Tenants VS Landlord: Strife in the VP’s Backyard

Aug 19, 2009

IN the midst of over 200 people, 81-year-old Nzera Weekembe sits in the dust, tears running down her cheeks.

BY FRANCIS KAGOLO
IN the midst of over 200 people, 81-year-old Nzera Weekembe sits in the dust, tears running down her cheeks.

As the village meeting starts, she staggers in search for stones to sit on.
Weekembe is incensed at the man trying to evict them from the land on which she has been all her life.

“My grandparents lived here. I stay with my children and 11 grandchildren. I am a widow. Where does this man want me to go?” she asks.

Three hundred other families are facing eviction in this village which is about five kilometreas off Hoima Road in Kakiri. The majority of residents depend on agriculture for survival.

Weekembe accuses Justus Katesigwa, a Kampala businessman, of trying to “grab” their land.

Recently, the residents of Mpeggwe Village almost lynched Katesigwa, Teddy Nantongo and Joyce Turyahikayo, two aides to the vice-president, Prof. Gilbert Bukenya, when they attended the village meeting.

In May, Katesigwa deployed about 30 armed soldiers in Mpeggwe.

“The soldiers declared a curfew on the village. They beat and arrested whoever crossed their boundaries,” residents told Bukenya.

It took Bukenya’s intervention for the residents to be released. But when they met Bukenya, who is also the area MP, the residents accused him of inadequate support.

Bukenya promised to help the residents who vowed they are ready to die on that land.

He urged them to go back to their gardens and dig, but Katesigwa also vows to continue with his mission because he wants to set up a goat farm.

Who owns the land?
Tracing the rightful owner of the land is complicated. Residents say the land belongs to the Buganda kingdom and that Katesigwa acquired it illegally.

“It belonged to the Nankere sect of the Mamba (lung fish) clan.
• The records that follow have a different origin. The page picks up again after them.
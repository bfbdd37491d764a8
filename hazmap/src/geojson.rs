//! GeoJSON response assembly.
//!
//! Layer features become GeoJSON features whose properties are the feature id
//! plus the typed attribute record. Nothing else is added unless a caller
//! passes it explicitly, so values used only for computation (sort
//! distances, metric geometry) never leak into responses.
//!
//! # Example
//!
//! ```ignore
//! use hazmap::geojson::{collection, layer_feature_with};
//! use serde_json::json;
//!
//! let features = exposed
//!     .iter()
//!     .map(|s| layer_feature_with(s, json!({"exposure_score": 2})))
//!     .collect();
//! let fc = collection(features);
//! ```

use geo::Geometry;
use geojson::{Feature as GeoJsonFeature, FeatureCollection, JsonObject, Value as GeoJsonValue};
use serde_json::Value;

use crate::layer::{Feature, Layer};
use crate::records::Record;
use crate::zone::HazardZone;

/// Convert a lon/lat geometry into a GeoJSON geometry.
pub fn geometry(geometry: &Geometry<f64>) -> geojson::Geometry {
    geojson::Geometry::new(GeoJsonValue::from(geometry))
}

/// Build a feature from an optional geometry and properties.
pub fn feature(geometry: Option<geojson::Geometry>, properties: JsonObject) -> GeoJsonFeature {
    GeoJsonFeature {
        bbox: None,
        geometry,
        id: None,
        properties: Some(properties),
        foreign_members: None,
    }
}

/// Turn a JSON object value into a property map. Non-objects yield an empty map.
pub fn object(value: Value) -> JsonObject {
    match value {
        Value::Object(map) => map,
        _ => JsonObject::new(),
    }
}

/// `fid` plus every attribute of the record.
pub fn record_properties<A: Record>(fid: i64, attributes: &A) -> JsonObject {
    let mut properties = serde_json::to_value(attributes)
        .map(object)
        .unwrap_or_default();
    properties.insert("fid".to_string(), Value::from(fid));
    properties
}

/// A layer feature with its lon/lat geometry and attribute properties.
pub fn layer_feature<A: Record>(feature: &Feature<A>) -> GeoJsonFeature {
    self::feature(
        Some(geometry(&feature.geometry.0)),
        record_properties(feature.fid, &feature.attributes),
    )
}

/// A layer feature with extra properties merged over its attributes.
pub fn layer_feature_with<A: Record>(feature: &Feature<A>, extra: Value) -> GeoJsonFeature {
    let mut properties = record_properties(feature.fid, &feature.attributes);
    properties.extend(object(extra));
    self::feature(Some(geometry(&feature.geometry.0)), properties)
}

/// A hazard zone polygon with the given properties.
pub fn zone_feature(zone: &HazardZone, properties: Value) -> GeoJsonFeature {
    let geometry = Geometry::MultiPolygon(zone.geographic.0.clone());
    feature(Some(self::geometry(&geometry)), object(properties))
}

/// Wrap features in a FeatureCollection.
pub fn collection(features: Vec<GeoJsonFeature>) -> FeatureCollection {
    FeatureCollection {
        bbox: None,
        features,
        foreign_members: None,
    }
}

/// Every feature of a layer as a FeatureCollection.
pub fn layer_collection<A: Record>(layer: &Layer<A>) -> FeatureCollection {
    collection(layer.iter().map(layer_feature).collect())
}

/// Round to a fixed number of decimal places.
pub fn round_to(value: f64, places: i32) -> f64 {
    let factor = 10f64.powi(places);
    (value * factor).round() / factor
}

#[cfg(test)]
mod tests {
    use super::*;
    use crate::projection::{Geographic, Projector};
    use crate::records::{Road, Settlement};
    use crate::zone::buffer_single;
    use geo::point;
    use serde_json::json;

    fn thimi() -> Feature<Settlement> {
        let projector = Projector::utm45n().unwrap();
        Feature::new(
            &projector,
            12,
            point!(x: 85.38, y: 27.68).into(),
            Settlement {
                vdc_name: Some("Thimi".to_string()),
                dist_name: Some("Bhaktapur".to_string()),
            },
        )
        .unwrap()
    }

    #[test]
    fn test_layer_feature_properties() {
        let f = layer_feature(&thimi());
        let props = f.properties.unwrap();
        assert_eq!(props["fid"], 12);
        assert_eq!(props["vdc_name"], "Thimi");
        assert_eq!(props["dist_name"], "Bhaktapur");
        assert_eq!(props.len(), 3);

        let geometry = f.geometry.unwrap();
        assert_eq!(geometry.value, GeoJsonValue::Point(vec![85.38, 27.68]));
    }

    #[test]
    fn test_layer_feature_with_extra() {
        let f = layer_feature_with(&thimi(), json!({"exposure_score": 2}));
        let props = f.properties.unwrap();
        assert_eq!(props["exposure_score"], 2);
        assert_eq!(props["fid"], 12);
    }

    #[test]
    fn test_record_properties_keep_renamed_fields() {
        let road = Road {
            road_type: Some("Feeder".to_string()),
            ..Road::default()
        };
        let props = record_properties(3, &road);
        assert_eq!(props["type"], "Feeder");
        assert!(props["road_code"].is_null());
    }

    #[test]
    fn test_zone_feature() {
        let projector = Projector::utm45n().unwrap();
        let zone = buffer_single(
            &projector,
            &Geographic(point!(x: 85.3, y: 27.7).into()),
            1_000.0,
        )
        .unwrap();
        let f = zone_feature(&zone, json!({"buffer_distance_m": 1000.0}));
        assert!(matches!(
            f.geometry.unwrap().value,
            GeoJsonValue::MultiPolygon(_)
        ));
        assert_eq!(f.properties.unwrap()["buffer_distance_m"], 1000.0);
    }

    #[test]
    fn test_round_to() {
        assert_eq!(round_to(12.34567, 2), 12.35);
        assert_eq!(round_to(0.000049, 4), 0.0);
        assert_eq!(round_to(3.0, 0), 3.0);
    }
}
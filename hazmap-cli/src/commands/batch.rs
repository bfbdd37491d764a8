use anyhow::{Context, Result};
use hazmap::analysis::{closest_feature, ClosestLayer};
use hazmap::SpatialStore;
use indicatif::{ProgressBar, ProgressStyle};
use std::fs::File;
use std::io::{BufReader, BufWriter};
use std::path::{Path, PathBuf};

use super::StoreSource;

pub fn run(
    source: &StoreSource,
    layer: &str,
    input: PathBuf,
    output: Option<PathBuf>,
    lat_col: &str,
    lon_col: &str,
) -> Result<()> {
    let layer: ClosestLayer = layer.parse().context("Invalid layer")?;
    let store = source.load()?;

    let extension = input
        .extension()
        .and_then(|e| e.to_str())
        .unwrap_or("")
        .to_lowercase();
    if extension != "csv" {
        anyhow::bail!("Unsupported file format: {}. Use .csv", extension);
    }

    let output_path = output.unwrap_or_else(|| {
        let stem = input
            .file_stem()
            .map(|s| s.to_string_lossy().into_owned())
            .unwrap_or_else(|| "points".to_string());
        input.with_file_name(format!("{}_nearest.csv", stem))
    });

    let rows = process_csv(&store, layer, &input, &output_path, lat_col, lon_col)?;
    println!("Processed {} rows", rows);
    println!("Output written to: {}", output_path.display());
    Ok(())
}

/// Append `nearest_fid` and `distance_m` to every row. Rows whose
/// coordinates can't be read get empty cells rather than aborting the run.
fn process_csv(
    store: &SpatialStore,
    layer: ClosestLayer,
    input: &Path,
    output: &Path,
    lat_col: &str,
    lon_col: &str,
) -> Result<usize> {
    let file = File::open(input).context("Failed to open input file")?;
    let mut reader = csv::Reader::from_reader(BufReader::new(file));

    // Find column indices
    let headers = reader.headers()?.clone();
    let lat_idx = headers
        .iter()
        .position(|h| h == lat_col)
        .with_context(|| format!("Column '{}' not found in CSV", lat_col))?;
    let lon_idx = headers
        .iter()
        .position(|h| h == lon_col)
        .with_context(|| format!("Column '{}' not found in CSV", lon_col))?;

    // Collect records for progress bar
    let records: Vec<_> = reader.records().collect::<Result<_, _>>()?;
    let total = records.len() as u64;

    let pb = ProgressBar::new(total);
    pb.set_style(
        ProgressStyle::default_bar()
            .template(
                "{spinner:.green} [{elapsed_precise}] [{bar:40.cyan/blue}] {pos}/{len} ({eta})",
            )?
            .progress_chars("#>-"),
    );

    let output_file = File::create(output).context("Failed to create output file")?;
    let mut writer = csv::Writer::from_writer(BufWriter::new(output_file));

    let mut new_headers: Vec<&str> = headers.iter().collect();
    new_headers.push("nearest_fid");
    new_headers.push("distance_m");
    writer.write_record(&new_headers)?;

    for record in &records {
        let coords = record
            .get(lat_idx)
            .zip(record.get(lon_idx))
            .and_then(|(lat, lon)| Some((lat.trim().parse::<f64>().ok()?, lon.trim().parse::<f64>().ok()?)));

        let (fid, distance) = match coords {
            Some((lat, lon)) => match closest_feature(store, layer, lon, lat) {
                Ok(found) => (
                    found
                        .feature
                        .as_ref()
                        .and_then(|f| f.property("fid"))
                        .map(|v| v.to_string())
                        .unwrap_or_default(),
                    found
                        .distance_meters
                        .map(|d| format!("{:.2}", d))
                        .unwrap_or_default(),
                ),
                Err(_) => (String::new(), String::new()),
            },
            None => (String::new(), String::new()),
        };

        let mut new_record: Vec<&str> = record.iter().collect();
        new_record.push(&fid);
        new_record.push(&distance);
        writer.write_record(&new_record)?;
        pb.inc(1);
    }

    pb.finish_with_message("done");
    writer.flush()?;
    Ok(records.len())
}

#[cfg(test)]
mod tests {
    use super::*;
    use geo::{point, Geometry};
    use hazmap::records::Settlement;
    use hazmap::{Feature, Layer, Projector};
    use tempfile::TempDir;

    fn store() -> SpatialStore {
        let p = Projector::utm45n().unwrap();
        let mut store = SpatialStore::in_memory(Projector::utm45n().unwrap());
        store.settlements = Layer::new(
            "settlements",
            vec![
                Feature::new(&p, 1, Geometry::Point(point!(x: 85.30, y: 27.70)), Settlement::default())
                    .unwrap(),
                Feature::new(&p, 2, Geometry::Point(point!(x: 85.40, y: 27.80)), Settlement::default())
                    .unwrap(),
            ],
        );
        store
    }

    #[test]
    fn test_process_csv() {
        let dir = TempDir::new().unwrap();
        let input = dir.path().join("points.csv");
        let output = dir.path().join("out.csv");
        std::fs::write(&input, "name,lat,lon\na,27.7001,85.3001\nb,27.799,85.399\nc,north,85.3\n")
            .unwrap();

        let rows = process_csv(&store(), ClosestLayer::Settlement, &input, &output, "lat", "lon")
            .unwrap();
        assert_eq!(rows, 3);

        let mut reader = csv::Reader::from_path(&output).unwrap();
        assert_eq!(
            reader.headers().unwrap().iter().collect::<Vec<_>>(),
            vec!["name", "lat", "lon", "nearest_fid", "distance_m"]
        );
        let rows: Vec<csv::StringRecord> = reader.records().map(|r| r.unwrap()).collect();
        assert_eq!(&rows[0][3], "1");
        assert_eq!(&rows[1][3], "2");
        assert!(rows[0][4].parse::<f64>().unwrap() < 20.0);
        assert_eq!(&rows[2][3], "");
    }

    #[test]
    fn test_missing_column() {
        let dir = TempDir::new().unwrap();
        let input = dir.path().join("points.csv");
        std::fs::write(&input, "y,x\n27.7,85.3\n").unwrap();
        let err = process_csv(
            &store(),
            ClosestLayer::Settlement,
            &input,
            &dir.path().join("out.csv"),
            "lat",
            "lon",
        )
        .unwrap_err();
        assert!(err.to_string().contains("Column 'lat' not found"));
    }
}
We got it after the 1900 (Buganda) Agreement,” says Francis Balwana, a clan elder.

Explaining why they do not have a land title, Balwana says successive leaders of the Nankere sect, known as Kasolo, always inherited the land and changed the title into their names.

However, when Musa Sserukwaya died in 1961, his successor, Erieza Wangubo, did not change the title.

Balwana says Wangubo’s caretaker, one Kiyimba, kept the land title under the custody of Mpungu Advocates, a law firm that was based along Nkrumah Road in Kampala, in the late 1990s. Unfortunately, the firm closed before they got back the title.

On the contrary, Katesigwa says he bought the 561-acre land at sh5m from the Non-Performing Assets Recovery Trust in 2003.

The trust was a statutory body charged with recovering loans and investments made by the Uganda Commercial Bank (UCB).

It is alleged that the title was mortgaged to UCB by one Joseph Lwanga in 1990. From Lwanga, it was transfered into Katesigwa’s names.

However, residents claim they have never known anyone called Joseph Lwanga.

Besides, they add, documents do not indicate how much money Lwanga borrowed from UCB to mortgage the title. “If the lawyer did not mortgage the title himself, then there is foul play,” says Jackson Kikonyogo, the current leader of the clan.

Meanwhile, Buganda Kingdom’s deputy spokesperson, Medard Sseggona, says the kingdom will investigate whether the disputed land once belonged to the mamba clan.

Mpeggwe is one of the most recent among a multitude of land woes that have engulfed the country since the 1990s. The land-grabbing crisis has been growing since last year and has extended to different parts of the country like Kibaale.

The Land Amendment Bill (2007), which the Government said would avert illegal evictions in the country, was opposed by many stakeholders and shelved. In Mpeggwe, court is the only hope left.